EigenAI Overview
Go to deTERMinal and get a 1M inference token credit for free by connecting your X account.
To integrate deTERMinal token credit with your client, refer to the Grant API Integration README.
1M token creditFor more tokens or different models, you can contact us here.
What is EigenAI?
EigenAI is a deterministic, verifiable LLM inference service that provides an OpenAI-compatible API for executing open source LLMs. Unlike traditional AI services where you trust the provider's outputs, EigenAI enables cryptographic verification where inference is executed using the specified model and input, and the output results are untampered.
- OpenAI-compatible refers to the messages-based Chat Completions API.
- Deterministic behavior refers to providing one request (prompt, seed/parameters) to the EigenAI API multiple times and receiving the same output bit-by-bit every time. The EigenAI inference stack is designed with this determinism guarantee.
- Deterministic behavior requires not caching the results. Safety-critical systems cannot be vulnerable to potential cache misses.
Why build with EigenAI?
-
Build verifiable applications leveraging LLM inference without wondering if the same LLM request might produce different results on different runs, or whether your prompts, models, or responses are modified in any way.
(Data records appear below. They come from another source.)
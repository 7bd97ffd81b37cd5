//! Data-driven game balance
//!
//! Per-kind target stats, spawn and movement weight tables, power-up
//! durations and the duck-hunt configuration. Engine-level constants live in
//! [`crate::consts`].

use serde::{Deserialize, Serialize};

use crate::sim::{MovementPattern, PowerUpKind, TargetKind};

/// Stats for one target kind
#[derive(Debug, Clone, Copy, PartialEq)]
pub struct TargetSpec {
    pub size_mult: f32,
    pub speed_mult: f32,
    /// Negative for decoys
    pub points: i32,
    pub health: u32,
    /// Relative weight in the default spawn table
    pub spawn_weight: f32,
}

const fn spec(size_mult: f32, speed_mult: f32, points: i32, health: u32, spawn_weight: f32) -> TargetSpec {
    TargetSpec {
        size_mult,
        speed_mult,
        points,
        health,
        spawn_weight,
    }
}

impl TargetKind {
    pub fn spec(self) -> TargetSpec {
        match self {
            TargetKind::Normal => spec(1.0, 1.0, 100, 1, 30.0),
            TargetKind::Fast => spec(0.8, 2.0, 150, 1, 15.0),
            TargetKind::Small => spec(0.5, 1.2, 200, 1, 10.0),
            TargetKind::Bonus => spec(1.2, 1.5, 500, 1, 5.0),
            TargetKind::Ufo => spec(1.3, 1.3, 250, 2, 15.0),
            TargetKind::Alien => spec(0.9, 1.4, 180, 1, 12.0),
            TargetKind::Meteor => spec(1.1, 2.5, 300, 3, 8.0),
            TargetKind::Planet => spec(1.5, 0.5, 150, 1, 5.0),
            TargetKind::Explosive => spec(1.1, 1.0, 200, 1, 6.0),
            TargetKind::Split => spec(1.2, 0.9, 150, 1, 5.0),
            TargetKind::Shield => spec(1.1, 0.8, 250, 2, 5.0),
            TargetKind::Decoy => spec(1.0, 1.0, -100, 1, 6.0),
            TargetKind::TimeFreeze => spec(0.9, 1.2, 300, 1, 3.0),
            // Size is fixed, never drawn from the spawn table
            TargetKind::Boss => spec(1.0, 0.8, 2000, 20, 0.0),
        }
    }
}

/// Explosive targets destroy everything within this radius (plus each victim's half size)
pub const EXPLOSION_RADIUS: f32 = 150.0;

/// Boss
pub const BOSS_SIZE: f32 = 150.0;
/// Bosses stop descending at this height
pub const BOSS_HOVER_Y: f32 = 150.0;
/// Bosses bounce off this margin at the side edges
pub const BOSS_SIDE_MARGIN: f32 = 100.0;

/// Split fan-out
pub const SPLIT_COUNT: usize = 3;
pub const SPLIT_CHILD_POINTS: i32 = 50;
pub const SPLIT_CHILD_SPEED_MULT: f32 = 1.5;

/// Default spawn table, in declaration order
pub fn default_target_weights() -> Vec<(TargetKind, f32)> {
    TargetKind::SPAWNABLE
        .iter()
        .map(|&kind| (kind, kind.spec().spawn_weight))
        .collect()
}

impl MovementPattern {
    pub fn default_weight(self) -> f32 {
        match self {
            MovementPattern::Linear => 35.0,
            MovementPattern::Sine => 25.0,
            MovementPattern::Random => 15.0,
            MovementPattern::Static => 10.0,
            MovementPattern::Orbit => 8.0,
            MovementPattern::Zigzag => 7.0,
        }
    }
}

pub fn default_movement_weights() -> Vec<(MovementPattern, f32)> {
    MovementPattern::ALL
        .iter()
        .map(|&p| (p, p.default_weight()))
        .collect()
}

impl PowerUpKind {
    /// Effect duration once collected (ms)
    pub fn duration_ms(self) -> f64 {
        match self {
            PowerUpKind::SlowMo => 5000.0,
            PowerUpKind::RapidFire => 8000.0,
            PowerUpKind::SpreadShot => 8000.0,
            PowerUpKind::Magnet => 6000.0,
            PowerUpKind::Shield => 10000.0,
            PowerUpKind::DoublePoints => 10000.0,
        }
    }
}

/// Shot cooldown scale while rapid-fire is active
pub const RAPID_FIRE_COOLDOWN_SCALE: f32 = 0.5;

/// Co-op runs that reach this combined score count as a win
pub const COOP_WIN_SCORE: i64 = 5000;

/// Duck-hunt balance
#[derive(Debug, Clone, Serialize, Deserialize)]
#[serde(default)]
pub struct DuckHuntTuning {
    pub ducks_per_round: u32,
    pub ducks_to_pass: u32,
    pub shots_per_duck: u32,
    /// Hit radius around the duck centre
    pub duck_size: f32,
    /// Pixels per reference frame
    pub base_speed: f32,
    pub speed_per_round: f32,
    pub fall_speed: f32,
    pub fly_away_speed: f32,
    pub fly_away_ms: f64,
    pub direction_change_ms: f64,
    pub hit_animation_ms: f64,
    pub round_transition_ms: f64,
    pub points_standard: i64,
    pub points_bonus: i64,
    pub points_special: i64,
    pub perfect_round_bonus: i64,
    /// Fraction of the screen height the ducks fly in
    pub play_area_fraction: f32,
}

impl Default for DuckHuntTuning {
    fn default() -> Self {
        Self {
            ducks_per_round: 10,
            ducks_to_pass: 6,
            shots_per_duck: 3,
            duck_size: 60.0,
            base_speed: 3.0,
            speed_per_round: 0.5,
            fall_speed: 8.0,
            fly_away_speed: 5.0,
            fly_away_ms: 5000.0,
            direction_change_ms: 1000.0,
            hit_animation_ms: 500.0,
            round_transition_ms: 2000.0,
            points_standard: 500,
            points_bonus: 1000,
            points_special: 1500,
            perfect_round_bonus: 10000,
            play_area_fraction: 0.75,
        }
    }
}

#[cfg(test)]
mod tests {
    use super::*;

    #[test]
    fn test_boss_never_in_spawn_table() {
        assert!(default_target_weights().iter().all(|(k, _)| *k != TargetKind::Boss));
        assert_eq!(TargetKind::Boss.spec().spawn_weight, 0.0);
    }

    #[test]
    fn test_only_decoys_cost_points() {
        for (kind, _) in default_target_weights() {
            assert_eq!(kind.spec().points < 0, kind == TargetKind::Decoy, "{kind:?}");
        }
    }

    #[test]
    fn test_duck_tuning_partial_json() {
        let t: DuckHuntTuning = serde_json::from_str(r#"{"ducks_per_round": 4}"#).unwrap();
        assert_eq!(t.ducks_per_round, 4);
        assert_eq!(t.ducks_to_pass, 6);
    }
}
EigenAI offers:
-
EigenAI provides the rails to instill trust for downstream stakeholders (such as users) that an AI output was executed as expected, and verifiably executed, improving confidence in automated and agentic workflows.
How EigenAI works?
EigenAI delivers verifiable LLM inference by making GPU execution a deterministic pipeline.
Deterministic inference
EigenAI controls GPU execution and removes typical non-deterministic behavior found in kernel race conditions and opportunistic memory reuse. The overhead for this control remains negligible and retains practical inference performance (benchmarks will be included in the upcoming technical report).
Isolated per-request execution
Each query runs in its own clean environment. The KV cache is reset, the full context is loaded, and tokens are generated sequentially with no batching or shared GPU state. This ensures that no other workload can influence the execution path or final output.
Seed-controlled sampling
Randomness is governed through strict seed management. Users can provide a seed or rely on fixed defaults. This makes every result reproducible and enables users, or third parties, to re-run the exact same request to confirm correctness.
If different outputs for the same prompt are required, you can achieve this by setting different seeds across different requests of the same prompt, while retaining the option of deterministically replaying any of the requests with its respective seed.
Model and hardware integrity
EigenAI provides a consistent, verifiable execution stack. Model weights, quantization levels, and GPU types are fixed. Only H100 GPUs are used, with ECC memory enabled, providing stable, integrity-preserving computation.
Verifiability Roadmap
EigenAI’s deterministic execution makes verification possible through deterministic re-execution. As we move through mainnet alpha into general availability, the verification pathways expand.
Self-verification (Mainnet Alpha)
EigenAI will open source its inference stack. Anyone with access to commodity GPUs (H100s) can re-run a request locally using the same model, inputs, and seed, and confirm that the output matches bit-for-bit.
Third-party verification (GA Target)
A separate verification API will allow independent operators to re-execute requests and return attestations. Applications can use this to spot-check results or provide external proof that an inference was executed correctly.